**Material shown:**
//! Waterfall dialogs
//!
//! A waterfall is an ordered list of named steps. Each step sees either the
//! dialog's options (first step) or the value produced by the previous step
//! or child dialog, and answers with a `StepDirective`.
//!
//! A step that fails is kept with its input; the next turn runs it again
//! rather than passing the new user text to the step after it.

use async_trait::async_trait;
use serde::{Deserialize, Serialize};
use serde_json::{Map, Value};
use tracing::debug;

use crate::state::TurnContext;
use crate::utils::errors::{AgentBuddyError, Result};
use super::instance::{DialogAction, DialogInstance};
use super::prompts::PromptOptions;
use super::registry::Dialog;

const STEP_INDEX_KEY: &str = "stepIndex";
const OPTIONS_KEY: &str = "options";
const VALUES_KEY: &str = "values";
const INTERRUPTED_KEY: &str = "interruptedStep";

static NULL: Value = Value::Null;

/// What a step asks the waterfall to do next
#[derive(Debug, Clone, PartialEq)]
pub enum StepDirective {
    /// Run the next step with this value; past the last step the dialog ends with it
    Next(Value),
    /// Suspend at this step and push a child; the next step receives its result
    BeginChild { dialog_id: String, options: Value },
    /// End the dialog now, skipping any remaining steps
    End(Value),
}

impl StepDirective {
    pub fn next() -> Result<Self> {
        Ok(StepDirective::Next(Value::Null))
    }

    pub fn end(value: impl Into<Value>) -> Result<Self> {
        Ok(StepDirective::End(value.into()))
    }

    /// Begin a child dialog with serializable options
    pub fn begin<T: Serialize>(dialog_id: &str, options: T) -> Result<Self> {
        Ok(StepDirective::BeginChild {
            dialog_id: dialog_id.to_string(),
            options: serde_json::to_value(options)?,
        })
    }

    /// Begin a prompt dialog
    pub fn prompt(dialog_id: &str, options: PromptOptions) -> Result<Self> {
        Self::begin(dialog_id, options)
    }
}

#[derive(Debug, Clone, Serialize, Deserialize)]
struct InterruptedStep {
    index: usize,
    #[serde(default)]
    input: Value,
}

/// Everything a step can see and touch
pub struct StepContext<'a> {
    pub turn: &'a mut TurnContext,
    instance: &'a mut DialogInstance,
    index: usize,
    step: &'static str,
    result: Value,
}

impl<'a> StepContext<'a> {
    pub fn index(&self) -> usize {
        self.index
    }

    pub fn step(&self) -> &'static str {
        self.step
    }

    /// Options the dialog was begun with
    pub fn options(&self) -> &Value {
        self.instance.get_value(OPTIONS_KEY).unwrap_or(&NULL)
    }

    /// Input to this step
    pub fn result(&self) -> &Value {
        &self.result
    }

    pub fn take_result(&mut self) -> Value {
        std::mem::take(&mut self.result)
    }

    /// Read a value captured by an earlier step
    pub fn value<T: serde::de::DeserializeOwned>(&self, key: &str) -> Option<T> {
        self.instance
            .get_value(VALUES_KEY)
            .and_then(|values| values.get(key))
            .and_then(|v| serde_json::from_value(v.clone()).ok())
    }

    /// Keep a value for later steps of this dialog
    pub fn set_value<T: Serialize>(&mut self, key: &str, value: T) -> Result<()> {
        let value = serde_json::to_value(value)?;
        let values = self
            .instance
            .state
            .entry(VALUES_KEY)
            .or_insert_with(|| Value::Object(Map::new()));
        if !values.is_object() {
            *values = Value::Object(Map::new());
        }
        if let Value::Object(map) = values {
            map.insert(key.to_string(), value);
        }
        Ok(())
    }
}

/// Step definitions for a waterfall dialog
#[async_trait]
pub trait Waterfall: Send + Sync {
    /// Step names in execution order
    fn steps(&self) -> &'static [&'static str];

    async fn run_step(&self, step: &str, ctx: &mut StepContext<'_>) -> Result<StepDirective>;
}

/// Adapts a `Waterfall` to the `Dialog` contract
pub struct WaterfallDialog<W> {
    id: String,
    waterfall: W,
}

impl<W: Waterfall> WaterfallDialog<W> {
    pub fn new(id: impl Into<String>, waterfall: W) -> Self {
        Self {
            id: id.into(),
            waterfall,
        }
    }

    fn current_index(&self, instance: &DialogInstance) -> Result<usize> {
        let index = instance.get::<usize>(STEP_INDEX_KEY).unwrap_or(0);
        let count = self.waterfall.steps().len();
        if index >= count {
            return Err(AgentBuddyError::StepOutOfRange {
                dialog_id: self.id.clone(),
                index,
                count,
            });
        }
        Ok(index)
    }

    async fn run_from(
        &self,
        turn: &mut TurnContext,
        instance: &mut DialogInstance,
        mut index: usize,
        mut input: Value,
    ) -> Result<DialogAction> {
        let steps = self.waterfall.steps();
        instance.remove(INTERRUPTED_KEY);
        loop {
            if index >= steps.len() {
                return Ok(DialogAction::End(input));
            }
            if let Err(e) = turn.ensure_active() {
                return Err(self.interrupt(instance, index, input, e));
            }
            instance.set(STEP_INDEX_KEY, index)?;

            let step = steps[index];
            debug!(dialog_id = %self.id, step = step, index = index, "Running waterfall step");

            let outcome = {
                let mut ctx = StepContext {
                    turn: &mut *turn,
                    instance: &mut *instance,
                    index,
                    step,
                    result: input.clone(),
                };
                self.waterfall.run_step(step, &mut ctx).await
            };
            let directive = match outcome {
                Ok(directive) => directive,
                Err(e) => return Err(self.interrupt(instance, index, input, e)),
            };

            match directive {
                StepDirective::Next(value) => {
                    index += 1;
                    input = value;
                }
                StepDirective::BeginChild { dialog_id, options } => {
                    return Ok(DialogAction::BeginChild { dialog_id, options });
                }
                StepDirective::End(value) => return Ok(DialogAction::End(value)),
            }
        }
    }
}

impl<W> WaterfallDialog<W> {
    /// Keep the failed step and its input for the next turn, passing `error` on
    fn interrupt(&self, instance: &mut DialogInstance, index: usize, input: Value, error: AgentBuddyError) -> AgentBuddyError {
        debug!(dialog_id = %self.id, index = index, error = %error, "Waterfall step interrupted");
        if let Err(e) = instance.set(INTERRUPTED_KEY, InterruptedStep { index, input }) {
            return e;
        }
        error
    }
}

#[async_trait]
impl<W: Waterfall + 'static> Dialog for WaterfallDialog<W> {
    fn id(&self) -> &str {
        &self.id
    }

    async fn begin(&self, turn: &mut TurnContext, instance: &mut DialogInstance, options: Value) -> Result<DialogAction> {
        instance.set(OPTIONS_KEY, &options)?;
        instance.set(VALUES_KEY, Map::new())?;
        self.run_from(turn, instance, 0, options).await
    }

    async fn continue_dialog(&self, turn: &mut TurnContext, instance: &mut DialogInstance) -> Result<DialogAction> {
        if !turn.activity.is_message() {
            return Ok(DialogAction::Wait);
        }
        if let Some(step) = instance.get::<InterruptedStep>(INTERRUPTED_KEY) {
            debug!(dialog_id = %self.id, index = step.index, "Re-running interrupted step");
            return self.run_from(turn, instance, step.index, step.input).await;
        }
        let text = Value::String(turn.activity.text.clone());
        self.resume(turn, instance, text).await
    }

    async fn resume(&self, turn: &mut TurnContext, instance: &mut DialogInstance, result: Value) -> Result<DialogAction> {
        let index = self.current_index(instance)?;
        self.run_from(turn, instance, index + 1, result).await
    }
}

#[cfg(test)]
mod tests {
    use super::*;
    use std::sync::{Arc, Mutex};
    use assert_matches::assert_matches;
    use serde_json::json;
    use tokio_util::sync::CancellationToken;

    use crate::channels::RecordingAdapter;
    use crate::models::{Activity, ActivityType, ChannelAccount};
    use crate::state::{ConversationState, UserState};

    /// Records which steps ran; `stop_at` ends the dialog with `false` there
    struct Recorder {
        ran: Arc<Mutex<Vec<String>>>,
        stop_at: Option<&'static str>,
    }

    #[async_trait]
    impl Waterfall for Recorder {
        fn steps(&self) -> &'static [&'static str] {
            &["one", "two", "three"]
        }

        async fn run_step(&self, step: &str, ctx: &mut StepContext<'_>) -> Result<StepDirective> {
            self.ran.lock().unwrap().push(step.to_string());
            if self.stop_at == Some(step) {
                return StepDirective::end(false);
            }
            let seen = ctx.take_result();
            ctx.set_value(step, &seen)?;
            Ok(StepDirective::Next(json!(format!("{}>{}", seen.as_str().unwrap_or(""), step))))
        }
    }

    fn turn() -> TurnContext {
        let activity = Activity::inbound(
            ActivityType::Message,
            "test",
            "c1",
            ChannelAccount::new("u1", None),
            ChannelAccount::new("bot", None),
        );
        TurnContext::new(
            activity,
            ConversationState::default(),
            UserState::default(),
            Arc::new(RecordingAdapter::new()),
            CancellationToken::new(),
        )
    }

    fn dialog(stop_at: Option<&'static str>) -> (WaterfallDialog<Recorder>, Arc<Mutex<Vec<String>>>) {
        let ran = Arc::new(Mutex::new(Vec::new()));
        (WaterfallDialog::new("recorder", Recorder { ran: ran.clone(), stop_at }), ran)
    }

    #[tokio::test]
    async fn test_next_threads_values_and_ends_after_last_step() {
        let (dialog, ran) = dialog(None);
        let mut turn = turn();
        let mut instance = DialogInstance::new("recorder");

        let action = dialog.begin(&mut turn, &mut instance, json!("opts")).await.unwrap();
        assert_eq!(action, DialogAction::End(json!("opts>one>two>three")));
        assert_eq!(*ran.lock().unwrap(), vec!["one", "two", "three"]);
        assert_eq!(instance.get::<usize>(STEP_INDEX_KEY), Some(2));
    }

    #[tokio::test]
    async fn test_end_skips_remaining_steps() {
        let (dialog, ran) = dialog(Some("two"));
        let mut turn = turn();
        let mut instance = DialogInstance::new("recorder");

        let action = dialog.begin(&mut turn, &mut instance, Value::Null).await.unwrap();
        assert_eq!(action, DialogAction::End(json!(false)));
        assert_eq!(*ran.lock().unwrap(), vec!["one", "two"]);
    }

    #[tokio::test]
    async fn test_resume_runs_following_step() {
        let (dialog, ran) = dialog(None);
        let mut turn = turn();
        let mut instance = DialogInstance::new("recorder");
        instance.set(STEP_INDEX_KEY, 1usize).unwrap();

        let action = dialog.resume(&mut turn, &mut instance, json!("child")).await.unwrap();
        assert_eq!(action, DialogAction::End(json!("child>three")));
        assert_eq!(*ran.lock().unwrap(), vec!["three"]);
    }

    #[tokio::test]
    async fn test_persisted_index_past_end_is_fatal() {
        let (dialog, _) = dialog(None);
        let mut turn = turn();
        let mut instance = DialogInstance::new("recorder");
        instance.set(STEP_INDEX_KEY, 3usize).unwrap();

        assert_matches!(
            dialog.resume(&mut turn, &mut instance, Value::Null).await,
            Err(AgentBuddyError::StepOutOfRange { index: 3, count: 3, .. })
        );
    }

    #[tokio::test]
    async fn test_step_values_persist_in_instance() {
        let (dialog, _) = dialog(None);
        let mut turn = turn();
        let mut instance = DialogInstance::new("recorder");
        dialog.begin(&mut turn, &mut instance, json!("x")).await.unwrap();

        assert_eq!(instance.get_value(VALUES_KEY).unwrap()["one"], json!("x"));
        assert_eq!(instance.get_value(OPTIONS_KEY), Some(&json!("x")));
    }

    /// Its second step fails until `broken` is cleared
    struct Fragile {
        broken: Arc<Mutex<bool>>,
    }

    #[async_trait]
    impl Waterfall for Fragile {
        fn steps(&self) -> &'static [&'static str] {
            &["ask", "use"]
        }

        async fn run_step(&self, step: &str, ctx: &mut StepContext<'_>) -> Result<StepDirective> {
            if step == "use" && *self.broken.lock().unwrap() {
                return Err(AgentBuddyError::Channel("send failed".to_string()));
            }
            Ok(StepDirective::Next(ctx.take_result()))
        }
    }

    #[tokio::test]
    async fn test_failed_step_reruns_with_its_input() {
        let broken = Arc::new(Mutex::new(true));
        let dialog = WaterfallDialog::new("fragile", Fragile { broken: broken.clone() });
        let mut turn = turn();
        let mut instance = DialogInstance::new("fragile");
        instance.set(STEP_INDEX_KEY, 0usize).unwrap();

        assert_matches!(
            dialog.resume(&mut turn, &mut instance, json!("child")).await,
            Err(AgentBuddyError::Channel(_))
        );
        assert!(instance.get_value(INTERRUPTED_KEY).is_some());

        *broken.lock().unwrap() = false;
        turn.activity.text = "unrelated".to_string();
        let action = dialog.continue_dialog(&mut turn, &mut instance).await.unwrap();

        assert_eq!(action, DialogAction::End(json!("child")));
        assert!(instance.get_value(INTERRUPTED_KEY).is_none());
    }
}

**What is being asked:**
All lines above that include the word "AgentBuddyError" must be copied into the answer.

**Answer box:**
use crate::utils::errors::{AgentBuddyError, Result};
            return Err(AgentBuddyError::StepOutOfRange {
    fn interrupt(&self, instance: &mut DialogInstance, index: usize, input: Value, error: AgentBuddyError) -> AgentBuddyError {
            Err(AgentBuddyError::StepOutOfRange { index: 3, count: 3, .. })
                return Err(AgentBuddyError::Channel("send failed".to_string()));
            Err(AgentBuddyError::Channel(_))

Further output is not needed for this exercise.